Stored items
----

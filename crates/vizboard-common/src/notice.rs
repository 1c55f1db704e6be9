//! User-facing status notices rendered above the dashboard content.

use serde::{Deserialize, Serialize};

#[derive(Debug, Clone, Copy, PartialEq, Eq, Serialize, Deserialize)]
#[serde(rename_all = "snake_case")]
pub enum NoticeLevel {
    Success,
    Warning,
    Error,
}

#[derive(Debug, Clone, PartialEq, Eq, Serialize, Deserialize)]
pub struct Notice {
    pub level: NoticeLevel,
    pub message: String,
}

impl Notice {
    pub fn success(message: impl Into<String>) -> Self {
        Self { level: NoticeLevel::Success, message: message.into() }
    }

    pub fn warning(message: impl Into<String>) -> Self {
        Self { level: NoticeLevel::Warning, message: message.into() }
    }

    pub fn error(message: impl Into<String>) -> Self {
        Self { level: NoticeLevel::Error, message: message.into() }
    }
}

----

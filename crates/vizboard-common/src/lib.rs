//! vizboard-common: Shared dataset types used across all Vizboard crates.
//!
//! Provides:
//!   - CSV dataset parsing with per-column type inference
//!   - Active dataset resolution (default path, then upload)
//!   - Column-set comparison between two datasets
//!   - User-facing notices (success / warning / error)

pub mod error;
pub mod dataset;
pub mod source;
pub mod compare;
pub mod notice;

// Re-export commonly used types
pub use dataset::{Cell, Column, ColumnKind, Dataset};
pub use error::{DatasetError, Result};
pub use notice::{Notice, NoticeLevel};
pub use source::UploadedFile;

----

▸ **AIM OF THE EXERCISE**: Lines that contain "Debug" are the result; find them in the entries above and copy each one.

▸ **FINISHED EXERCISE**:
#[derive(Debug, Clone, Copy, PartialEq, Eq, Serialize, Deserialize)]
#[derive(Debug, Clone, PartialEq, Eq, Serialize, Deserialize)]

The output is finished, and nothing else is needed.